Race, Gender & The New Frontier
The cultural landslide that has sprung from the 2008 Democratic primary race is nothing short of historic. Nothing about it can be measured by the past.
Nothing.


The failure of the general press coverage to grasp this has rendered the entire industry impotent. Metric geeks endlessly pour over voter trends and intra-party splits, swing state exit polls and traditional supporter blocks.

Skewed commentary prattled by pathetically debased punditry try in vain to corral some sense of this outlandish idea that a woman and a black man are not merely running for the highest office in the land, but the victor may hold a very real shot to compete as a heavy favorite. The whole idea has crippled the media and sent voters into a feeding frenzy rarely witnessed by hardened professionals that are paid not to blink.
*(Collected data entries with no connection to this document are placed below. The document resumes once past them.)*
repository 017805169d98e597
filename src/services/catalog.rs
//! Catalog query service

use crate::{
    config::CatalogConfig,
    error::AppResult,
    models::{ListQuery, Record, RecordField, SearchQuery},
    query::{Pager, RecordFilter, SortSpec},
    repository::Repository,
};

/// One page of a filtered, sorted listing
#[derive(Debug, Clone)]
pub struct RecordPage {
    pub records: Vec<Record>,
    pub total: i64,
    pub page: i64,
    pub total_pages: i64,
}

#[derive(Clone)]
pub struct CatalogService {
    repository: Repository,
    settings: CatalogConfig,
}

impl CatalogService {
    pub fn new(repository: Repository, settings: CatalogConfig) -> Self {
        Self {
            repository,
            settings,
        }
    }

    /// List records with filters, sort and pagination.
    ///
    /// The count and the page fetch are separate store calls; under concurrent
    /// writes they may observe different states.
    pub async fn list_records(&self, query: &ListQuery) -> AppResult<RecordPage> {
        let pager = Pager::new(query.page, query.limit, &self.settings)?;
        let filter = RecordFilter::from_params(
            query.document_type.as_deref(),
            query.search.as_deref(),
            query.disponibilite.as_deref(),
        );
        let sort = SortSpec::resolve(query.sort.as_deref());

        let total = self.repository.livres.count(&filter).await?;
        let records = self
            .repository
            .livres
            .find(&filter, Some(sort), pager.skip(), pager.limit())
            .await?;

        tracing::debug!(
            "Listed {} of {} records (page {}, filter {:?}, sort {:?})",
            records.len(),
            total,
            pager.page(),
            filter,
            sort
        );

        Ok(RecordPage {
            records,
            total,
            page: pager.page(),
            total_pages: pager.total_pages(total),
        })
    }

    /// Distinct document types, without null or empty values
    pub async fn list_types(&self) -> AppResult<Vec<String>> {
        let values = self
            .repository
            .livres
            .distinct(RecordField::DocumentType)
            .await?;
        Ok(values
            .into_iter()
            .flatten()
            .filter(|t| !t.is_empty())
            .collect())
    }

    /// Unsorted text search, capped at the configured limit
    pub async fn search(&self, query: &SearchQuery) -> AppResult<Vec<Record>> {
        let filter = RecordFilter::new()
            .with_search(query.q.as_deref())
            .with_type(query.document_type.as_deref());
        self.repository
            .livres
            .find(&filter, None, 0, self.settings.search_limit)
            .await
    }
}
//! Trailing-edge debounce for input-triggered reloads

use std::future::Future;
use std::sync::Mutex;
use std::time::Duration;

use tokio::task::JoinHandle;

/// Delay used for search-as-you-type
pub const SEARCH_DEBOUNCE: Duration = Duration::from_millis(500);

/// Runs the most recently submitted task once `delay` has elapsed without a
/// newer submission. Earlier pending tasks are aborted.
pub struct Debouncer {
    delay: Duration,
    pending: Mutex<Option<JoinHandle<()>>>,
}

impl Debouncer {
    pub fn new(delay: Duration) -> Self {
        Self {
            delay,
            pending: Mutex::new(None),
        }
    }

    /// Schedule `task`, cancelling the previously scheduled one if it has not fired.
    /// Must be called from within a tokio runtime.
    pub fn call<F>(&self, task: F)
    where
        F: Future<Output = ()> + Send + 'static,
    {
        let delay = self.delay;
        let handle = tokio::spawn(async move {
            tokio::time::sleep(delay).await;
            task.await;
        });

        let mut pending = self.pending.lock().unwrap_or_else(|e| e.into_inner());
        if let Some(previous) = pending.replace(handle) {
            previous.abort();
        }
    }

    /// Drop the pending task, if any
    pub fn cancel(&self) {
        let mut pending = self.pending.lock().unwrap_or_else(|e| e.into_inner());
        if let Some(previous) = pending.take() {
            previous.abort();
        }
    }
}

impl Default for Debouncer {
    fn default() -> Self {
        Self::new(SEARCH_DEBOUNCE)
    }
}

impl Drop for Debouncer {
    fn drop(&mut self) {
        self.cancel();
    }
}
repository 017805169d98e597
//! Health check endpoint

use axum::Json;
use serde::Serialize;
use utoipa::ToSchema;

#[derive(Serialize, ToSchema)]
pub struct HealthResponse {
    /// Current status of the service
    pub status: String,
    /// Version of the service
    pub version: String,
}

/// Health check endpoint
#[utoipa::path(
    get,
    path = "/health",
    tag = "health",
    responses(
        (status = 200, description = "Service is healthy", body = HealthResponse)
    )
)]
pub async fn health_check() -> Json<HealthResponse> {
    Json(HealthResponse {
        status: "healthy".to_string(),
        version: env!("CARGO_PKG_VERSION").to_string(),
    })
}
impl ConfigLoader {
    /// Loader using the built-in migrations, built-in metadata and the local filesystem
    pub fn new() -> Self {
        Self {
            engine: MigrationEngine::builtin(),
            metadata: Arc::new(StaticMetadata::default()),
            storage: Arc::new(FileStorage),
        }
    }

    /// Loader whose supported networks, families and DEXes come from `settings`
    pub fn from_settings(settings: &EngineSettings) -> Self {
        Self::new().with_metadata(Arc::new(settings.support.metadata()))
    }

    pub fn with_engine(mut self, engine: Arc<MigrationEngine>) -> Self {
        self.engine = engine;
        self
    }

    pub fn with_metadata(mut self, metadata: Arc<dyn MetadataProvider>) -> Self {
        self.metadata = metadata;
        self
    }

    pub fn with_storage(mut self, storage: Arc<dyn RawStorage>) -> Self {
        self.storage = storage;
        self
    }

    pub fn engine(&self) -> &MigrationEngine {
        &self.engine
    }

    pub fn validator(&self) -> ConfigValidator<'_> {
        ConfigValidator::new(self.metadata.as_ref())
    }

    /// Read, migrate and validate the config stored at `path`
    pub fn read_config_file(&self, path: &Path) -> Result<ValidatedConfig> {
        let bytes = self
            .storage
            .read(path)
            .map_err(|e| FileSystemError::new(FsOperation::Read, path, e))?;

        let document: Value = serde_json::from_slice(&bytes).map_err(invalid_json)?;
        let config = self.load_value(document)?;

        info!(path = %path.display(), name = %config.name, "strategy config loaded");
        Ok(config)
    }

    /// Parse, migrate and validate a config from JSON text
    pub fn load_json(&self, content: &str) -> Result<ValidatedConfig> {
        let document: Value = serde_json::from_str(content).map_err(invalid_json)?;
        self.load_value(document)
    }

    /// Migrate and validate an already parsed document
    pub fn load_value(&self, document: Value) -> Result<ValidatedConfig> {
        let declared = declared_version(&document)?;
        let current = self.engine.current_version();

        if declared > current {
            return Err(ConfigValidationError::new(
                ValidationErrorKind::VersionMismatch,
                VERSION_KEY,
                format!(
                    "config version {declared} is newer than the newest supported version {current}"
                ),
            )
            .into());
        }

        let migrated = self.engine.migrate_to_current(document, declared)?;
        let config = decode_config(migrated)?;
        Ok(self.validator().validate_into(config)?)
    }

    /// Migrate `document` from `from` to `to` and decode it
    pub fn migrate_config(&self, document: Value, from: u32, to: u32) -> Result<StrategyConfig> {
        let migrated = self.engine.migrate(document, from, to)?;
        Ok(decode_config(migrated)?)
    }

    /// Stamp the current version, validate and write pretty-printed JSON to `path`
    pub fn write_config_file(
        &self,
        config: &StrategyConfig,
        path: &Path,
    ) -> Result<ValidatedConfig> {
        let stamped = config.with_version(self.engine.current_version());
        let validated = self.validator().validate_into(stamped)?;

        if let Some(parent) = path.parent().filter(|p| !p.as_os_str().is_empty()) {
            self.storage
                .create_dir_all(parent)
                .map_err(|e| FileSystemError::new(FsOperation::CreateDir, parent, e))?;
        }

        let mut contents = serde_json::to_vec_pretty(&validated)?;
        contents.push(b'\n');

        self.storage
            .write(path, &contents)
            .map_err(|e| FileSystemError::new(FsOperation::Write, path, e))?;

        info!(path = %path.display(), name = %validated.name, "strategy config written");
        Ok(validated)
    }
}
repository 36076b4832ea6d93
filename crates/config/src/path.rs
//! Structured field paths into a config document

use serde::{Serialize, Serializer};
use std::fmt;

/// Path from the document root to the field an error is attributed to
///
/// Kept as a sequence of segments so callers can navigate to the offending
/// field; rendered dotted (`routes.rewardToLp0.path`) for display.
#[derive(Debug, Clone, Default, PartialEq, Eq, Hash)]
pub struct FieldPath {
    segments: Vec<String>,
}

impl FieldPath {
    /// Path made of a single top-level key
    pub fn new(segment: impl Into<String>) -> Self {
        Self {
            segments: vec![segment.into()],
        }
    }

    /// Parse a dotted path; empty segments are dropped
    pub fn parse(dotted: &str) -> Self {
        Self {
            segments: dotted
                .split('.')
                .filter(|s| !s.is_empty())
                .map(str::to_string)
                .collect(),
        }
    }

    /// Extend this path with one more segment
    pub fn child(&self, segment: impl Into<String>) -> Self {
        let mut segments = self.segments.clone();
        segments.push(segment.into());
        Self { segments }
    }

    pub fn segments(&self) -> &[String] {
        &self.segments
    }

    pub fn is_root(&self) -> bool {
        self.segments.is_empty()
    }

    /// True if `prefix` names this field or one of its ancestors
    pub fn starts_with(&self, prefix: &FieldPath) -> bool {
        self.segments.starts_with(&prefix.segments)
    }
}

impl fmt::Display for FieldPath {
    fn fmt(&self, f: &mut fmt::Formatter<'_>) -> fmt::Result {
        f.write_str(&self.segments.join("."))
    }
}

impl From<&str> for FieldPath {
    fn from(dotted: &str) -> Self {
        Self::parse(dotted)
    }
}

impl From<String> for FieldPath {
    fn from(dotted: String) -> Self {
        Self::parse(&dotted)
    }
}

impl Serialize for FieldPath {
    fn serialize<S: Serializer>(&self, serializer: S) -> std::result::Result<S::Ok, S::Error> {
        serializer.collect_str(self)
    }
}
//! Strategy configuration validation and migration engine
//!
//! Takes an untyped, possibly stale JSON document describing a yield
//! strategy and produces a validated, current-schema configuration, or
//! rejects it with a field-attributed error.

pub use strategy_forge_config as config;
pub use strategy_forge_types as types;

pub use strategy_forge_config::{
    migrate_config, read_config_file, validate_config, write_config_file, ConfigError,
    ConfigLoader, ConfigValidationError, ConfigValidator, EngineSettings, MigrationEngine,
    MigrationError, MigrationRegistry, Result, ValidatedConfig,
};
pub use strategy_forge_types::{StrategyConfig, SwapRoute, CURRENT_CONFIG_VERSION};

use strategy_forge_config::{init_tracing, validate_settings};
use tracing::info;

/// Validate `settings`, install the tracing subscriber and return a loader
/// restricted to the configured networks, families and DEXes.
///
/// Call once at startup, before any config is loaded.
pub fn bootstrap(settings: &EngineSettings) -> Result<ConfigLoader> {
    validate_settings(settings)?;
    init_tracing(&settings.logging)?;

    let loader = ConfigLoader::from_settings(settings);
    info!(
        current_version = loader.engine().current_version(),
        networks = settings.support.networks.len(),
        "strategy config engine ready"
    );
    Ok(loader)
}
//! Strategy configuration document model

use crate::{Complexity, Dex, Network, StrategyFamily, VaultMode};
use serde::{Deserialize, Serialize};
use std::fmt;

/// Schema revision written by this version of the engine
pub const CURRENT_CONFIG_VERSION: u32 = 1;

/// Root configuration for a single yield strategy
///
/// Address and name fields are kept as raw strings so that a malformed value
/// is reported by validation against its own field instead of failing
/// deserialization as a whole. Missing string fields decode as empty.
#[derive(Debug, Clone, PartialEq, Eq, Serialize, Deserialize)]
#[serde(rename_all = "camelCase")]
pub struct StrategyConfig {
    /// Schema revision of this document
    pub config_version: u32,

    /// Display name, also used to derive output paths
    #[serde(default)]
    pub name: String,

    pub network: Network,

    pub strategy_family: StrategyFamily,

    pub dex: Dex,

    /// LP token the strategy deposits
    #[serde(default)]
    pub lp_token_address: String,

    /// Token emitted by the gauge / staking contract
    #[serde(default)]
    pub reward_token: String,

    #[serde(default, skip_serializing_if = "Option::is_none")]
    pub gauge_address: Option<String>,

    #[serde(default, skip_serializing_if = "Option::is_none")]
    pub staking_address: Option<String>,

    #[serde(default)]
    pub routes: StrategyRoutes,

    pub vault_mode: VaultMode,

    /// Fee and keeper infrastructure
    #[serde(default)]
    pub beefy_core: BeefyCore,

    #[serde(default)]
    pub complexity: Complexity,
}

impl StrategyConfig {
    /// Return a copy stamped with `version`
    pub fn with_version(&self, version: u32) -> Self {
        Self {
            config_version: version,
            ..self.clone()
        }
    }
}

/// A directed token conversion path
#[derive(Debug, Clone, Default, PartialEq, Eq, Serialize, Deserialize)]
pub struct SwapRoute {
    #[serde(default)]
    pub from: String,

    #[serde(default)]
    pub to: String,

    /// Ordered hops, starting at `from` and ending at `to`
    #[serde(default)]
    pub path: Vec<String>,
}

impl SwapRoute {
    pub fn new(from: impl Into<String>, to: impl Into<String>, path: Vec<String>) -> Self {
        Self {
            from: from.into(),
            to: to.into(),
            path,
        }
    }

    /// Single-hop route `from -> to`
    pub fn direct(from: impl Into<String>, to: impl Into<String>) -> Self {
        let from = from.into();
        let to = to.into();
        Self {
            path: vec![from.clone(), to.clone()],
            from,
            to,
        }
    }
}

/// Identifies one of the three swap legs a strategy harvests through
#[derive(Debug, Clone, Copy, PartialEq, Eq, Hash)]
pub enum RouteLeg {
    RewardToNative,
    RewardToLp0,
    RewardToLp1,
}

impl RouteLeg {
    pub const ALL: [RouteLeg; 3] = [
        RouteLeg::RewardToNative,
        RouteLeg::RewardToLp0,
        RouteLeg::RewardToLp1,
    ];

    /// Key of this leg inside the `routes` object
    pub fn key(&self) -> &'static str {
        match self {
            RouteLeg::RewardToNative => "rewardToNative",
            RouteLeg::RewardToLp0 => "rewardToLp0",
            RouteLeg::RewardToLp1 => "rewardToLp1",
        }
    }
}

impl fmt::Display for RouteLeg {
    fn fmt(&self, f: &mut fmt::Formatter<'_>) -> fmt::Result {
        f.write_str(self.key())
    }
}

/// The three swap routes used when harvesting
#[derive(Debug, Clone, Default, PartialEq, Eq, Serialize, Deserialize)]
#[serde(rename_all = "camelCase")]
pub struct StrategyRoutes {
    #[serde(default)]
    pub reward_to_native: SwapRoute,

    #[serde(default)]
    pub reward_to_lp0: SwapRoute,

    #[serde(default)]
    pub reward_to_lp1: SwapRoute,
}

impl StrategyRoutes {
    pub fn get(&self, leg: RouteLeg) -> &SwapRoute {
        match leg {
            RouteLeg::RewardToNative => &self.reward_to_native,
            RouteLeg::RewardToLp0 => &self.reward_to_lp0,
            RouteLeg::RewardToLp1 => &self.reward_to_lp1,
        }
    }

    /// Routes paired with their leg, in harvest order
    pub fn iter(&self) -> impl Iterator<Item = (RouteLeg, &SwapRoute)> {
        RouteLeg::ALL.into_iter().map(move |leg| (leg, self.get(leg)))
    }
}

/// Addresses of the shared keeper and fee contracts
#[derive(Debug, Clone, Default, PartialEq, Eq, Serialize, Deserialize)]
#[serde(rename_all = "camelCase")]
pub struct BeefyCore {
    #[serde(default)]
    pub keeper: String,

    #[serde(default)]
    pub vault_factory: String,

    #[serde(default)]
    pub fee_config: String,

    #[serde(default)]
    pub fee_recipient: String,
}

impl BeefyCore {
    /// Fields paired with their document key
    pub fn fields(&self) -> [(&'static str, &str); 4] {
        [
            ("keeper", self.keeper.as_str()),
            ("vaultFactory", self.vault_factory.as_str()),
            ("feeConfig", self.fee_config.as_str()),
            ("feeRecipient", self.fee_recipient.as_str()),
        ]
    }
}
    But a story without precedence is death to journalism. It removes the air of certainty from events. When the schematic is smashed to pieces, there is terrible panting and grasping for answers where there are none. But alas, one certainty has emerged; there is no sense in continuing to postulate any kind of Kumbaya-hand-holding détente between warring factions inside the Democratic Party now that Illinois Senator Barack Obama is its presumptive nominee.
    Not this time.
    There is a Great Divide in the party that goes beyond anything or anyone preceding it.
    Way beyond.

    This is not JFK vs. LBJ in 1960 for the liberal center of the Democratic Party or Goldwater vs. Rockefeller in '64 for the Republican Party's conservative soul. It is nothing like the personality battles in the Republican Party between Ford and Reagan in 1976 or the one within the Democratic Party between Ted Kennedy and Jimmy Carter four years later.
    These were ideological, philosophical battles or skirmishes over national "electablity" and backroom party politics. Baby stuff. The kind of stuff you come back from.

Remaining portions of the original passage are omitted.